Publications round-up: focus on energy

A round-up of recent sustainable development publications highlighted by our partner, the Sustainable Development Research Network (SDRN). For more news on sustainable development research and publications, join the network and receive regular SDRN mailings.

In this round-up:

Read about more recent publications in the latest SDRN bulletin…

The heat is on: Delivering an integrated heat policy

The Confederation of British Industry has recently launched a report urging the Government to develop a clear strategy to reduce carbon emissions from heat, including encouraging the use of surplus industrial heat to warm homes.

The report stresses that cutting emissions from heat is crucial to meeting legally-binding carbon reduction targets by 2050 and mitigating rising energy costs. However, it warns that existing heat policy is fragmented and complex, and calls on the Government to review the Renewable Heat Incentive (RHI), which will subsidise homeowners and businesses that want to install low-carbon heat technologies.

Among the measures the CBI is calling for are:

  1. an early review of the RHI with a presumption that support levels will decrease as needed to ensure the total subsidy cost does not escalate disproportionately;
  2. the Government to encourage better energy management in buildings by creating a one-stop advice service;
  3. more resources should be put into heat mapping to uncover where there is surplus heat and where demand is high enough to facilitate the development of district heating networks;
  4. the public estate, including schools and hospitals, should commit to procure heat and cooling services from district heating networks;
  5. the Government should consider pump-priming support for the infrastructure to enable waste heat from industrial processes to be linked to district heating;
  6. the Department for Energy & Climate Change (DECC) and Treasury should consider opening up the competition for Carbon Capture and Storage (CCS) to industrial projects;
  7. the original plans to fund the RHI by a levy on fossil fuel users should be reviewed.

More from the CBI…

Green Streets: Exploring the potential of community energy projects – interim report

Green Streets is a unique challenge, run by British Gas, which seeks to generate important lessons about the role community projects can play in cutting carbon emissions, and about the opportunities and challenges involved in creating the ‘Big Society’.

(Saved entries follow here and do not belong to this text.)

impl Raster {
    /// Create a raster; non-finite samples become invalid
    pub fn new(band: &str, units: Units, grid: GridSpec, mut data: Array2<f32>) -> SarResult<Self> {
        if data.dim() != grid.dim() {
            return Err(SarError::GridMismatch {
                expected: grid.describe(),
                found: format!("{}x{} array", data.nrows(), data.ncols()),
            });
        }
        let valid = data.mapv(|v| v.is_finite());
        data.mapv_inplace(|v| if v.is_finite() { v } else { f32::NAN });
        Ok(Self { band: band.to_string(), units, grid, data, valid })
    }

    /// Create a raster with an explicit validity layer
    pub fn with_validity(
        band: &str,
        units: Units,
        grid: GridSpec,
        mut data: Array2<f32>,
        mut valid: Array2<bool>,
    ) -> SarResult<Self> {
        if data.dim() != grid.dim() || valid.dim() != grid.dim() {
            return Err(SarError::GridMismatch {
                expected: grid.describe(),
                found: format!(
                    "{}x{} data / {}x{} validity",
                    data.nrows(),
                    data.ncols(),
                    valid.nrows(),
                    valid.ncols()
                ),
            });
        }
        Zip::from(&mut data).and(&mut valid).for_each(|d, v| {
            if !d.is_finite() {
                *v = false;
            }
            if !*v {
                *d = f32::NAN;
            }
        });
        Ok(Self { band: band.to_string(), units, grid, data, valid })
    }

    /// Constant raster, valid everywhere
    pub fn filled(band: &str, units: Units, grid: GridSpec, value: f32) -> Self {
        Self {
            band: band.to_string(),
            units,
            grid,
            data: Array2::from_elem(grid.dim(), value),
            valid: Array2::from_elem(grid.dim(), value.is_finite()),
        }
    }

    /// Build a raster from a per-pixel generator; `None` marks the pixel invalid
    pub fn from_fn<F>(band: &str, units: Units, grid: GridSpec, f: F) -> Self
    where
        F: Fn(usize, usize) -> Option<f32>,
    {
        let mut data = Array2::from_elem(grid.dim(), f32::NAN);
        let mut valid = Array2::from_elem(grid.dim(), false);
        Zip::indexed(&mut data).and(&mut valid).for_each(|(r, c), d, v| {
            if let Some(value) = f(r, c).filter(|x| x.is_finite()) {
                *d = value;
                *v = true;
            }
        });
        Self { band: band.to_string(), units, grid, data, valid }
    }

    pub fn band(&self) -> &str {
        &self.band
    }

    pub fn units(&self) -> Units {
        self.units
    }

    pub fn grid(&self) -> &GridSpec {
        &self.grid
    }

    pub fn data(&self) -> &Array2<f32> {
        &self.data
    }

    pub fn validity(&self) -> &Array2<bool> {
        &self.valid
    }

    pub fn dim(&self) -> (usize, usize) {
        self.data.dim()
    }

    /// Sample at (row, col) if in bounds and valid
    pub fn get(&self, row: usize, col: usize) -> Option<f32> {
        match self.valid.get((row, col)) {
            Some(true) => Some(self.data[[row, col]]),
            _ => None,
        }
    }

    pub fn is_valid(&self, row: usize, col: usize) -> bool {
        self.valid.get((row, col)).copied().unwrap_or(false)
    }

    pub fn valid_count(&self) -> usize {
        self.valid.iter().filter(|&&v| v).count()
    }

    /// Number of valid samples with a non-zero value
    pub fn count_nonzero(&self) -> usize {
        Zip::from(&self.data)
            .and(&self.valid)
            .fold(0, |acc, &d, &v| if v && d != 0.0 { acc + 1 } else { acc })
    }

    pub fn renamed(mut self, band: &str) -> Self {
        self.band = band.to_string();
        self
    }

    pub fn ensure_same_grid(&self, other: &Raster) -> SarResult<()> {
        if self.grid != other.grid {
            return Err(SarError::GridMismatch {
                expected: format!("'{}' {}", self.band, self.grid.describe()),
                found: format!("'{}' {}", other.band, other.grid.describe()),
            });
        }
        Ok(())
    }

    /// Apply `f` to every valid sample; non-finite results become invalid
    pub fn map_valid<F>(&self, units: Units, f: F) -> Raster
    where
        F: Fn(f32) -> f32,
    {
        let mut data = Array2::from_elem(self.dim(), f32::NAN);
        let mut valid = Array2::from_elem(self.dim(), false);
        Zip::from(&mut data)
            .and(&mut valid)
            .and(&self.data)
            .and(&self.valid)
            .for_each(|d, v, &x, &ok| {
                if ok {
                    let y = f(x);
                    if y.is_finite() {
                        *d = y;
                        *v = true;
                    }
                }
            });
        Raster { band: self.band.clone(), units, grid: self.grid, data, valid }
    }

    /// Combine two aligned rasters pixel by pixel; valid where both inputs are valid
    pub fn zip_map<F>(&self, other: &Raster, units: Units, f: F) -> SarResult<Raster>
    where
        F: Fn(f32, f32) -> f32,
    {
        self.ensure_same_grid(other)?;
        let mut data = Array2::from_elem(self.dim(), f32::NAN);
        let mut valid = Array2::from_elem(self.dim(), false);
        Zip::from(&mut data)
            .and(&mut valid)
            .and(&self.data)
            .and(&self.valid)
            .and(&other.data)
            .and(&other.valid)
            .for_each(|d, v, &a, &a_ok, &b, &b_ok| {
                if a_ok && b_ok {
                    let y = f(a, b);
                    if y.is_finite() {
                        *d = y;
                        *v = true;
                    }
                }
            });
        Ok(Raster { band: self.band.clone(), units, grid: self.grid, data, valid })
    }

    pub fn add(&self, other: &Raster) -> SarResult<Raster> {
        self.zip_map(other, self.units, |a, b| a + b)
    }

    pub fn subtract(&self, other: &Raster) -> SarResult<Raster> {
        self.zip_map(other, self.units, |a, b| a - b)
    }

    pub fn multiply(&self, other: &Raster) -> SarResult<Raster> {
        self.zip_map(other, self.units, |a, b| a * b)
    }

    /// Division; pixels with a zero divisor become invalid
    pub fn divide(&self, other: &Raster) -> SarResult<Raster> {
        self.zip_map(other, self.units, |a, b| a / b)
    }

    pub fn powf(&self, exponent: f32) -> Raster {
        self.map_valid(self.units, |v| v.powf(exponent))
    }

    pub fn log10(&self) -> Raster {
        self.map_valid(Units::Unitless, |v| v.log10())
    }

    /// dB -> natural power
    pub fn to_power(&self) -> SarResult<Raster> {
        if self.units != Units::Decibel {
            return Err(SarError::InvalidParameter(format!(
                "band '{}' is {:?}, expected decibel input",
                self.band, self.units
            )));
        }
        Ok(self.map_valid(Units::Power, db_to_power))
    }

    /// Natural power -> dB
    pub fn to_db(&self) -> SarResult<Raster> {
        if self.units != Units::Power {
            return Err(SarError::InvalidParameter(format!(
                "band '{}' is {:?}, expected power input",
                self.band, self.units
            )));
        }
        Ok(self.map_valid(Units::Decibel, power_to_db))
    }

    fn compare<F>(&self, f: F) -> Raster
    where
        F: Fn(f32) -> bool,
    {
        self.map_valid(Units::Unitless, |v| if f(v) { 1.0 } else { 0.0 })
    }

    pub fn lt(&self, value: f32) -> Raster {
        self.compare(|v| v < value)
    }

    pub fn gt(&self, value: f32) -> Raster {
        self.compare(|v| v > value)
    }

    pub fn gte(&self, value: f32) -> Raster {
        self.compare(|v| v >= value)
    }

    pub fn eq_value(&self, value: f32) -> Raster {
        self.compare(|v| v == value)
    }

    /// Logical NOT of a 0/1 layer
    pub fn not(&self) -> Raster {
        self.compare(|v| v == 0.0)
    }

    /// Logical AND of two 0/1 layers; valid where both are valid
    pub fn and(&self, other: &Raster) -> SarResult<Raster> {
        self.zip_map(other, Units::Unitless, |a, b| {
            if a != 0.0 && b != 0.0 {
                1.0
            } else {
                0.0
            }
        })
    }

    /// Keep pixels where `mask` is valid and non-zero; everything else becomes invalid
    pub fn update_mask(&self, mask: &Raster) -> SarResult<Raster> {
        self.ensure_same_grid(mask)?;
        let mut out = self.clone();
        Zip::from(&mut out.data)
            .and(&mut out.valid)
            .and(&mask.data)
            .and(&mask.valid)
            .for_each(|d, v, &m, &m_ok| {
                if !(m_ok && m != 0.0) {
                    *v = false;
                    *d = f32::NAN;
                }
            });
        Ok(out)
    }

    /// Mask the raster with itself: zero-valued pixels become invalid
    pub fn self_mask(&self) -> Raster {
        let mut out = self.clone();
        Zip::from(&mut out.data).and(&mut out.valid).for_each(|d, v| {
            if *v && *d == 0.0 {
                *v = false;
                *d = f32::NAN;
            }
        });
        out
    }

    /// Replace valid samples with `value` where `condition` is valid and non-zero
    pub fn where_mask(&self, condition: &Raster, value: f32) -> SarResult<Raster> {
        self.ensure_same_grid(condition)?;
        let mut out = self.clone();
        Zip::from(&mut out.data)
            .and(&out.valid)
            .and(&condition.data)
            .and(&condition.valid)
            .for_each(|d, &v, &c, &c_ok| {
                if v && c_ok && c != 0.0 {
                    *d = value;
                }
            });
        Ok(out)
    }

    /// Nominal pixel size in metres (north-south extent for geographic grids)
    pub fn nominal_scale_m(&self) -> f64 {
        nominal_scale_m(&self.grid)
    }

    /// Ground area of one pixel in row `row`, in square metres
    pub fn pixel_area_m2(&self, row: usize) -> f64 {
        pixel_area_m2(&self.grid, row)
    }
}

Acting in an independent capacity, the Institute for Public Policy Research (ippr) is conducting a range of quantitative and qualitative research, to generate lessons from Green Streets about the potential of community energy projects, the barriers to these projects, and the solutions needed to overcome these barriers.

At this interim stage, the evidence suggests that there are major opportunities to be had from community groups installing renewable technologies, both for the finances of the community groups and for the wider impacts these technologies could have on public attitudes to energy use. Yet, the research has also identified significant barriers to community groups taking up these technologies, such as capital and financial, technical and organisational expertise, as well as the time to pull a project together.

To increase the number of these projects, community groups will need to work in partnership with a range of different actors, such as support providers, local authorities and technical delivery partners, and it is vital that central Government plays an enabling role by remaining committed to the financial subsidies that exist for renewable technologies.

More from ippr…

You just have to get by: coping with low incomes and cold homes

To get a picture of what life is like for the individuals and families affected by fuel poverty – many of them elderly, disabled or otherwise vulnerable – the Centre for Sustainable Energy (CSE) interviewed 50 households as part of a study (published September 2010) into the realities of living on a low income in a British winter.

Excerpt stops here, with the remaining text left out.